In the crowd at the scene of the blind man of Jericho (Luke 18: 35-43) three kinds of voices surrounded the blind beggar. These same voices perhaps echo in every crowd and groupings.
First, there are those who sit beside us in our darkness. They are helpless, just as we are helpless. They know what it means to be stuck, to feel powerless, to wait by the roadside while life passes by. These are our companions in struggle.
Second, there are the messengers of hope. These are the people who lean in and whisper: "Jesus is passing by." They point toward possibilities we cannot yet see. They tell us that change is near, that help has arrived, that this moment—right now—could be different from all the moments before.
Third, there are the silencers. "Be quiet!" they shout. "Know your place. Don't make a scene. Accept your situation." These voices try to keep us small, to maintain order, to preserve the way things have always been.
The blind man of Jericho heard all three voices. But he made a choice. He chose to ignore the silencers. And then he did something extraordinary: he raised his voice even louder, he called out loud, "Jesus, Son of David, have mercy on me!" He moved from silent resignation to loud persistence, social invisibility to personal audacity. Think about what this required. He couldn't see Jesus. He didn't know if Jesus would stop. He had no guarantee of anything.

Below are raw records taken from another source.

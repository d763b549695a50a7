//! AI Assistant Trait
//!
//! Common interface for the hosted assistant so the gateway can be
//! substituted in tests.

use async_trait::async_trait;
use serde::{Deserialize, Serialize};

use crate::ai::AiError;
use crate::project::model::{ChatMessage, Citation};

/// Gateway configuration, read from the environment.
#[derive(Debug, Clone)]
pub struct AiConfig {
    pub api_key: String,
    pub model: String,
}

impl AiConfig {
    pub const DEFAULT_MODEL: &'static str = "gemini-3-flash-preview";

    /// `GEMINI_API_KEY` is required; `VOLTCHECK_AI_MODEL` overrides the
    /// default model.
    pub fn from_env() -> Result<Self, AiError> {
        let api_key = std::env::var("GEMINI_API_KEY").map_err(|_| AiError::MissingApiKey)?;
        if api_key.is_empty() {
            return Err(AiError::MissingApiKey);
        }
        let model = std::env::var("VOLTCHECK_AI_MODEL")
            .unwrap_or_else(|_| Self::DEFAULT_MODEL.to_string());
        Ok(AiConfig { api_key, model })
    }
}

/// A grounded answer to a free-text question.
#[derive(Debug, Clone, Serialize, Deserialize)]
pub struct Answer {
    pub text: String,
    pub citations: Vec<Citation>,
}

/// Result of a panel image audit.
#[derive(Debug, Clone, PartialEq, Serialize, Deserialize)]
pub struct PanelAudit {
    /// Narrative findings: risks, components, compliance remarks.
    pub narrative: String,
    /// Single-line schematic block, when one was requested and returned.
    pub diagram: Option<String>,
}

/// The hosted assistant surface used across the app.
#[async_trait]
pub trait AiAssistant: Send + Sync {
    /// Free-text regulatory question with web-search grounding.
    async fn ask(&self, question: &str) -> Result<Answer, AiError>;

    /// Audit a panel photo (base64 JPEG).
    async fn audit_panel(
        &self,
        image_base64: &str,
        include_diagram: bool,
    ) -> Result<PanelAudit, AiError>;

    /// Best-effort numeric readout of an instrument display photo.
    /// Returns an empty string when no number could be extracted.
    async fn read_instrument(&self, image_base64: &str) -> Result<String, AiError>;

    /// One troubleshooting turn: the transcript so far plus the new
    /// message, full history resent every call.
    async fn chat(&self, history: &[ChatMessage], message: &str) -> Result<String, AiError>;

    /// Compose an intervention report from a finished transcript.
    async fn compose_report(&self, history: &[ChatMessage]) -> Result<String, AiError>;
}
//! Persistence round-trip tests against a temporary data directory.

use chrono::Utc;
use tempfile::TempDir;

use voltcheck::compliance::{ResistanceUnit, TestVoltage};
use voltcheck::licensing::{ActivationState, InstallId};
use voltcheck::project::model::{InsulationReading, Project, WorkingSet};
use voltcheck::project::{AppState, ProjectStore, WorkspacePatch};

fn store() -> (TempDir, ProjectStore) {
    let dir = TempDir::new().expect("temp dir");
    let store = ProjectStore::open(dir.path()).expect("open store");
    (dir, store)
}

#[test]
fn missing_files_load_as_defaults() {
    let (_dir, store) = store();
    assert!(store.load_projects().unwrap().is_empty());
    let standalone = store.load_standalone().unwrap();
    assert_eq!(standalone.rcd_devices.len(), 1);
    assert!(store.load_activation().unwrap().is_none());
}

#[test]
fn project_snapshot_round_trips_exactly() {
    let (_dir, store) = store();

    let mut project = Project::new("ACME S.L.", Utc::now());
    project.data.rcd_devices[0].results.rated.time_ms = "123.450".to_string();
    project.data.rcd_devices[0].results.rated.tested = true;
    project.data.push_insulation(InsulationReading::record(
        "L1-PE",
        TestVoltage::V1000,
        "0.50",
        ResistanceUnit::GigaOhm,
        Utc::now(),
    ));
    project.data.impedance.devices[0].loop_ohms = Some("1000,5".to_string());

    store.save_projects(&[project.clone()]).unwrap();
    let loaded = store.load_projects().unwrap();
    assert_eq!(loaded.len(), 1);
    assert_eq!(loaded[0], project);
    // Typed strings survive digit-for-digit.
    assert_eq!(loaded[0].data.rcd_devices[0].results.rated.time_ms, "123.450");
    assert_eq!(
        loaded[0].data.impedance.devices[0].loop_ohms.as_deref(),
        Some("1000,5")
    );
}

#[test]
fn save_overwrites_whole_snapshot() {
    let (_dir, store) = store();
    let first = Project::new("FIRST", Utc::now());
    let second = Project::new("SECOND", Utc::now());
    store.save_projects(&[first]).unwrap();
    store.save_projects(&[second.clone()]).unwrap();
    let loaded = store.load_projects().unwrap();
    assert_eq!(loaded.len(), 1);
    assert_eq!(loaded[0].client_name, "SECOND");
}

#[test]
fn standalone_set_round_trips() {
    let (_dir, store) = store();
    let mut data = WorkingSet::default();
    data.troubleshooting.description = "kitchen circuit trips".to_string();
    store.save_standalone(&data).unwrap();
    assert_eq!(store.load_standalone().unwrap(), data);
}

#[test]
fn app_state_persists_through_store() {
    let (_dir, store) = store();
    let mut state = AppState::load(&store).unwrap();
    state.create_project("ACME", Utc::now());
    state.apply(WorkspacePatch::ClearInsulationHistory, Utc::now());
    state.save(&store).unwrap();

    let reloaded = AppState::load(&store).unwrap();
    assert_eq!(reloaded.projects.len(), 1);
    assert_eq!(reloaded.projects[0].client_name, "ACME");
    // The active pointer is runtime-only.
    assert!(reloaded.active_project.is_none());
}

#[test]
fn activation_state_round_trips() {
    let (_dir, store) = store();
    let state = ActivationState {
        install_id: InstallId::generate(),
        license_key: "KEY-123".to_string(),
        activated_at: Utc::now(),
    };
    store.save_activation(&state).unwrap();
    assert_eq!(store.load_activation().unwrap(), Some(state));
}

This is the anatomy of faith. Not certainty. Not sight. But the willingness to call out into the unknown. Faith is believing in the unknown, unseen, unheard, and unachieved. What transformed the blind man wasn't just his healing—it was his refusal to stay helpless. Faith transforms. Even before Jesus healed his eyes, the blind man had already begun to see. He saw that this moment mattered. He saw that Jesus was his chance. And that is faith. Remember, Jesus saying, ‘your faith has healed you’.
Here's a truth the blind man discovered: People oppose you only until you win. Then they disperse. The crowd that tried to silence him didn't have the final say. Their opposition was loud but temporary. Their "no" was not stronger than his "yes." The blind man didn't wait for permission. He didn't wait for the crowd's approval. He pushed through the resistance because he knew the opportunity might not come again. He sat by the roadside in blindness, yes. But also in waiting. And when the moment came, he didn't hesitate. He didn't doubt. He didn't let others define what was possible for him.
Your voice matters. Even when you cannot see the way forward, your willingness to call out can change everything. The blind man of Jericho teaches us that transformation requires more than need—it requires the courage to cry out, the persistence to keep calling, The blind man left the roadside that day, along with it, his blindness, his helplessness, his place at the margins, and the voices that tried to silence him. And he gained his sight, his agency, his place in the story, and his voice of praise.
Jericho was a threshold city—the gateway to the Promised Land. We all have our Jericho moments—times when we're on the verge of something, sitting in our darkness, waiting. The question is, will we recognise Jesus passing by? Will we refuse to be silenced? Will we cry out?
Postscript: What about the crowd? They move on. We see them again silencing and trying to stop the woman touching the fringe of Jesus' garment; again in the house of the official whose daughter was sick and dead, trying to discourage Jesus away from what he was about to do; or again standing under the sycamore tree, on which Jesus found Zacchaeus, grumbling against Jesus for offering to dine with a tax collector; and the crowd moves on.